::: Available data

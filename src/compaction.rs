// Copyright (c) 2024-present, fjall-rs
// This source code is licensed under both the Apache 2.0 and MIT License
// (found in the LICENSE-* files in the repository)

use crate::{
    levels::Levels,
    memtable::MemoryRun,
    merge::{BoxedIterator, MergeIterator},
    poison_dart::{PoisonDart, PoisonSignal},
    stats::CompactionCounters,
    Value,
};
use std::{
    sync::{atomic::Ordering, Arc, Mutex},
    thread::JoinHandle,
    time::Instant,
};

/// Handle of an in-flight compaction
pub type CompactionHandle = JoinHandle<crate::Result<()>>;

/// Compaction options
#[derive(Clone)]
pub struct Options {
    /// Disk levels, the mutex doubles as the merge lock
    pub levels: Arc<Mutex<Levels>>,

    pub counters: Arc<CompactionCounters>,

    /// Set if a compaction fails
    pub poison: PoisonSignal,
}

/// Merges runs evicted from the buffer into one sorted array.
///
/// The runs need to be ordered oldest first. Of duplicate keys, only the newest
/// entry survives. Tombstones are kept, as older versions may still live on disk.
pub fn merge_buffer_runs(runs: &[Arc<MemoryRun>]) -> crate::Result<Vec<Value>> {
    let capacity = runs.iter().map(|run| run.len()).sum();

    let iterators = runs
        .iter()
        .map(|run| Box::new(run.iter().map(Ok)) as BoxedIterator<'_>)
        .collect::<Vec<_>>();

    let mut items = Vec::with_capacity(capacity);
    for item in MergeIterator::new(iterators) {
        items.push(item?);
    }

    Ok(items)
}

/// Flushes evicted buffer runs into level 1, cascading merges through the levels if needed.
///
/// This will block until the merge lock is acquired and all merges are done.
pub fn do_compaction(opts: &Options, runs: &[Arc<MemoryRun>]) -> crate::Result<()> {
    let start = Instant::now();

    let items = merge_buffer_runs(runs)?;

    log::debug!(
        "compactor: merged {} buffer runs into {} items",
        runs.len(),
        items.len()
    );

    log::trace!("compactor: acquiring merge lock");

    #[allow(clippy::expect_used)]
    let mut levels = opts.levels.lock().expect("lock is poisoned");

    let depth_before = levels.depth();
    levels.flush(&items)?;
    let depth_after = levels.depth();

    drop(levels);

    opts.counters
        .levels_allocated
        .fetch_add(depth_after - depth_before, Ordering::Relaxed);

    opts.counters
        .compactions_completed
        .fetch_add(1, Ordering::Relaxed);

    #[allow(clippy::cast_possible_truncation)]
    opts.counters
        .time_compacting_us
        .fetch_add(start.elapsed().as_micros() as u64, Ordering::Relaxed);

    log::debug!("compactor: done in {:?}", start.elapsed());

    Ok(())
}

/// Runs the compaction on a background thread.
///
/// The evicted runs are moved into the thread, so the live buffer is never touched.
pub fn spawn(opts: Options, runs: Vec<Arc<MemoryRun>>) -> crate::Result<CompactionHandle> {
    let handle = std::thread::Builder::new()
        .name("compaction".into())
        .spawn(move || {
            let dart = PoisonDart::new("compaction", opts.poison.clone());

            let result = do_compaction(&opts, &runs);

            if let Err(e) = &result {
                log::error!("Compaction failed: {e:?}");
                dart.poison();
            }

            result
        })?;

    Ok(handle)
}

#[cfg(test)]
mod tests {
    use super::*;
    use crate::{Config, TOMBSTONE};
    use test_log::test;

    fn memory_run(items: &[(i64, i64)]) -> Arc<MemoryRun> {
        let run = MemoryRun::new(items.len());
        for &item in items {
            run.insert(item.into());
        }
        Arc::new(run)
    }

    #[test]
    fn compaction_merge_buffer_runs_dedups() -> crate::Result<()> {
        let runs = vec![
            memory_run(&[(1, 10), (7, 1), (9, 90)]),
            memory_run(&[(2, 20), (7, 2)]),
            memory_run(&[(9, TOMBSTONE)]),
        ];

        let items = merge_buffer_runs(&runs)?;

        assert_eq!(
            vec![
                Value::new(1, 10),
                Value::new(2, 20),
                Value::new(7, 2),
                Value::new_tombstone(9),
            ],
            items
        );

        Ok(())
    }

    #[test]
    fn compaction_background_flush() -> crate::Result<()> {
        let folder = tempfile::tempdir()?;
        let config = Config::new(folder.path())
            .buffer_run_capacity(2)
            .buffer_run_count(2);
        std::fs::create_dir_all(config.runs_folder())?;

        let opts = Options {
            levels: Arc::new(Mutex::new(Levels::new(&config))),
            counters: Arc::default(),
            poison: PoisonSignal::default(),
        };

        let runs = vec![memory_run(&[(1, 1), (2, 2)]), memory_run(&[(3, 3), (1, 4)])];
        let handle = spawn(opts.clone(), runs)?;

        handle.join().expect("should join")?;

        assert_eq!(1, opts.counters.compactions_completed());
        assert_eq!(0, opts.counters.levels_allocated());
        assert!(!opts.poison.load(Ordering::Acquire));

        let levels = opts.levels.lock().expect("lock is poisoned");
        assert_eq!(3, levels.len());
        assert_eq!(Some(4), levels.get(1)?);

        Ok(())
    }
}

::::::

## [Your instructions]
Going through the entries above, tally each line that has the word "elapsed". Answer with the number only.

## [Solution]
2